Gossamer Tapestry

Reflections on conservation, butterflies, and ecology in the nation's heartland

Friday, March 23, 2007

Ecological Restoration

I've blogged before about some of the work that we do at Bluff Spring Fen, but there's one part I've never discussed. We are trying to preserve this remarkable piece of land, but in doing so we remove a lot of brush and some trees. We even use chainsaws. This might seem counterintuituve at first. The answers have to do with what makes an ecosystem healthy, and biodiversity.

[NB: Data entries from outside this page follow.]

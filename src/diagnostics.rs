//! Diagnostic Line Classification
//!
//! Classifies interpreter output lines that point back into the script
//! source. Two shapes are recognized against the script's file-extension
//! marker: the compiler diagnostic form `<path>.<ext>:<line>:<col>: <message>`
//! and the looser runtime exception form `<path>.<ext>:<line>`. Both carry a
//! 1-based source line number, used for visual marking and click-to-navigate.

use once_cell::sync::Lazy;
use regex::Regex;

use crate::error::Result;

/// Matcher for source-location diagnostics in interpreter output.
///
/// Built per extension so callers can anchor the patterns to the actual
/// script file type instead of a hard-coded literal.
#[derive(Debug, Clone)]
pub struct DiagnosticMatcher {
    /// Compiler diagnostic shape: `<path>.<ext>:<line>:<col>: <message>`
    compiler: Regex,
    /// Runtime exception shape: `<path>.<ext>:<line>`
    runtime: Regex,
    /// Extension the patterns are anchored to (without the dot)
    extension: String,
}

impl DiagnosticMatcher {
    /// Build a matcher anchored to the given source extension (without dot)
    pub fn new(extension: &str) -> Result<Self> {
        let ext = regex::escape(extension);
        let compiler = Regex::new(&format!(r"\.{}:(\d+):\d+: ", ext))?;
        let runtime = Regex::new(&format!(r"\.{}:(\d+)", ext))?;
        Ok(Self {
            compiler,
            runtime,
            extension: extension.to_string(),
        })
    }

    /// Extension this matcher is anchored to
    pub fn extension(&self) -> &str {
        &self.extension
    }

    /// Classify one output line.
    ///
    /// Returns the 1-based source line number if the line is error-like.
    /// The compiler shape is checked first; the first successfully parsed
    /// number wins when both shapes match.
    pub fn classify(&self, line: &str) -> Option<u32> {
        if let Some(caps) = self.compiler.captures(line) {
            if let Ok(n) = caps[1].parse::<u32>() {
                return Some(n);
            }
        }
        if let Some(caps) = self.runtime.captures(line) {
            if let Ok(n) = caps[1].parse::<u32>() {
                return Some(n);
            }
        }
        None
    }

    /// Whether the line is error-like at all
    pub fn is_diagnostic(&self, line: &str) -> bool {
        self.classify(line).is_some()
    }
}

/// Matcher for the default Kotlin script extension
static DEFAULT_MATCHER: Lazy<DiagnosticMatcher> = Lazy::new(|| {
    // The pattern is built from a fixed literal, so construction cannot fail
    DiagnosticMatcher::new(DEFAULT_EXTENSION).expect("default diagnostic patterns are valid")
});

/// Default script extension the matcher is anchored to
pub const DEFAULT_EXTENSION: &str = "kts";

/// Classify a line against the default `.kts` patterns
pub fn classify_line(line: &str) -> Option<u32> {
    DEFAULT_MATCHER.classify(line)
}

/// Convert a 1-based diagnostic line number to a 0-based editor caret line
pub fn caret_line(source_line: u32) -> usize {
    (source_line as usize).saturating_sub(1)
}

Consider the picture below:

To the untrained eye, this might seem to be a beautiful natural setting, but there are actually serious environmental problems here. There is actually very little biological diversity. The ground under the trees was, for a long time, bare soil. In the 1980's and 1990's a terrible non-native weed called garlic mustard began invading. Neither of these situations is natural. For milennia, this piece of land would have been subject to the influence of frequent fires. Large fire-resistant trees like bur oak and hickory, would have been able to grow in areas where the shape of the land caused fires to burn a bit slower and cooler. All of the trees in this picture are very young and are species not tolerant of fire. They have sprung up since about 1940. The shade that they cast kills off the herbaceous plants that grow under them, and prevents the oaks from reproducing. The space that's left is ripe for invasion by non-native weeds.

We know that Bluff Spring Fen was, until very recently, much less wooded than it is today because we have aerial photos that document the invasion of trees. For the last 25 years, our management efforts have begun to reverse this damage, and the aerial photos document this as well. Here is a series. The roads at the top of the picture allow you to orient them.

1939. Trees are only on the downwind sides of hills.

1975. The entire wetland is choked with trees and shrubs.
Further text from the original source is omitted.